Exercise data:
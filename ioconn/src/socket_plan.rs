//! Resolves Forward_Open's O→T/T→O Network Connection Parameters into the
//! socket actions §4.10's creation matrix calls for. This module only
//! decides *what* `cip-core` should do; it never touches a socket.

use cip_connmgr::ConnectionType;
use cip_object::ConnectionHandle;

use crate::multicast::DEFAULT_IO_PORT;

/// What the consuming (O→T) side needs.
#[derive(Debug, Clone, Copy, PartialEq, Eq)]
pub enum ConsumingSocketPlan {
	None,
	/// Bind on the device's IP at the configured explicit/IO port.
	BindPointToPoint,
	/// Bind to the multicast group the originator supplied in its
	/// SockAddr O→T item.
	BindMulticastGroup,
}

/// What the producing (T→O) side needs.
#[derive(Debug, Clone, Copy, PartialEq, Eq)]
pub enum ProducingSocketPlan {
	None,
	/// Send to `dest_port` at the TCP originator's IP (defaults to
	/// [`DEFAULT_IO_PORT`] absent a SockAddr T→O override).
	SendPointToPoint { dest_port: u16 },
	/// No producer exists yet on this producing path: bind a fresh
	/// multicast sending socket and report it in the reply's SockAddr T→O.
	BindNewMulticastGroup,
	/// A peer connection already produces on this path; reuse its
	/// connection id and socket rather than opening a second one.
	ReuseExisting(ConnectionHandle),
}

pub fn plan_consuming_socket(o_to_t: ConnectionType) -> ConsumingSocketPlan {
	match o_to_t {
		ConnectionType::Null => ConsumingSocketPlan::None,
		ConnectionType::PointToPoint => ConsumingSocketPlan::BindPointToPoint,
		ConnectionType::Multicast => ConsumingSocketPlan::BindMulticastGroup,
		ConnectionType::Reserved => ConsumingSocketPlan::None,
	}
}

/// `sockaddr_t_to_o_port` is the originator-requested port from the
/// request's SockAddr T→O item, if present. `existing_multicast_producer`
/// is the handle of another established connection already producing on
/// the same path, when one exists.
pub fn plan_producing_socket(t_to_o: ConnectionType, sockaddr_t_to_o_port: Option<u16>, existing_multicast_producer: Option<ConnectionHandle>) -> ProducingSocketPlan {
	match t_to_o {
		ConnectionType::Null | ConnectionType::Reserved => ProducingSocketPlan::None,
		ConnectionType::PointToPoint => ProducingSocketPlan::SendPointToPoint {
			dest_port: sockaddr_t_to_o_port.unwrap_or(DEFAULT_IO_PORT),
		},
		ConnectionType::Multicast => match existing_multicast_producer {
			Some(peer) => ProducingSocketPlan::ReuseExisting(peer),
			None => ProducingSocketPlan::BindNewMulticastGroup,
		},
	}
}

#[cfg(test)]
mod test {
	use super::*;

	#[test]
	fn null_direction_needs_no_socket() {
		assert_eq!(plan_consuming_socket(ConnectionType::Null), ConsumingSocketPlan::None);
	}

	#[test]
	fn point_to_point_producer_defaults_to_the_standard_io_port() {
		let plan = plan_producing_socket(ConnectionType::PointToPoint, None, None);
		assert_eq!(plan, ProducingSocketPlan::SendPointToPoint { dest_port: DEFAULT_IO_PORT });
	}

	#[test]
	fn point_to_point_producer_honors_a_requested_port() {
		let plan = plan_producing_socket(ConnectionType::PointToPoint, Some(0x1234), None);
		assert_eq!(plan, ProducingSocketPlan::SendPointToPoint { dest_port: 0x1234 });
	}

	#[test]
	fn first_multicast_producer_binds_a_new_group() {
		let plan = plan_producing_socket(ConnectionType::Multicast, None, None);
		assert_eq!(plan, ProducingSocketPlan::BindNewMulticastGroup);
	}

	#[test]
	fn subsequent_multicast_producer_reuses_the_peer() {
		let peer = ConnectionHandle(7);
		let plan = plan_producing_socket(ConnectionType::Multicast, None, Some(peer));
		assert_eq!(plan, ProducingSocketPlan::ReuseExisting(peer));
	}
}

Required work: Copy exactly the stretch of data above from the line with "(O→T) side needs." through the line with "path; reuse its", and omit all other lines.

Solution for this task:
/// What the consuming (O→T) side needs.
#[derive(Debug, Clone, Copy, PartialEq, Eq)]
pub enum ConsumingSocketPlan {
	None,
	/// Bind on the device's IP at the configured explicit/IO port.
	BindPointToPoint,
	/// Bind to the multicast group the originator supplied in its
	/// SockAddr O→T item.
	BindMulticastGroup,
}

/// What the producing (T→O) side needs.
#[derive(Debug, Clone, Copy, PartialEq, Eq)]
pub enum ProducingSocketPlan {
	None,
	/// Send to `dest_port` at the TCP originator's IP (defaults to
	/// [`DEFAULT_IO_PORT`] absent a SockAddr T→O override).
	SendPointToPoint { dest_port: u16 },
	/// No producer exists yet on this producing path: bind a fresh
	/// multicast sending socket and report it in the reply's SockAddr T→O.
	BindNewMulticastGroup,
	/// A peer connection already produces on this path; reuse its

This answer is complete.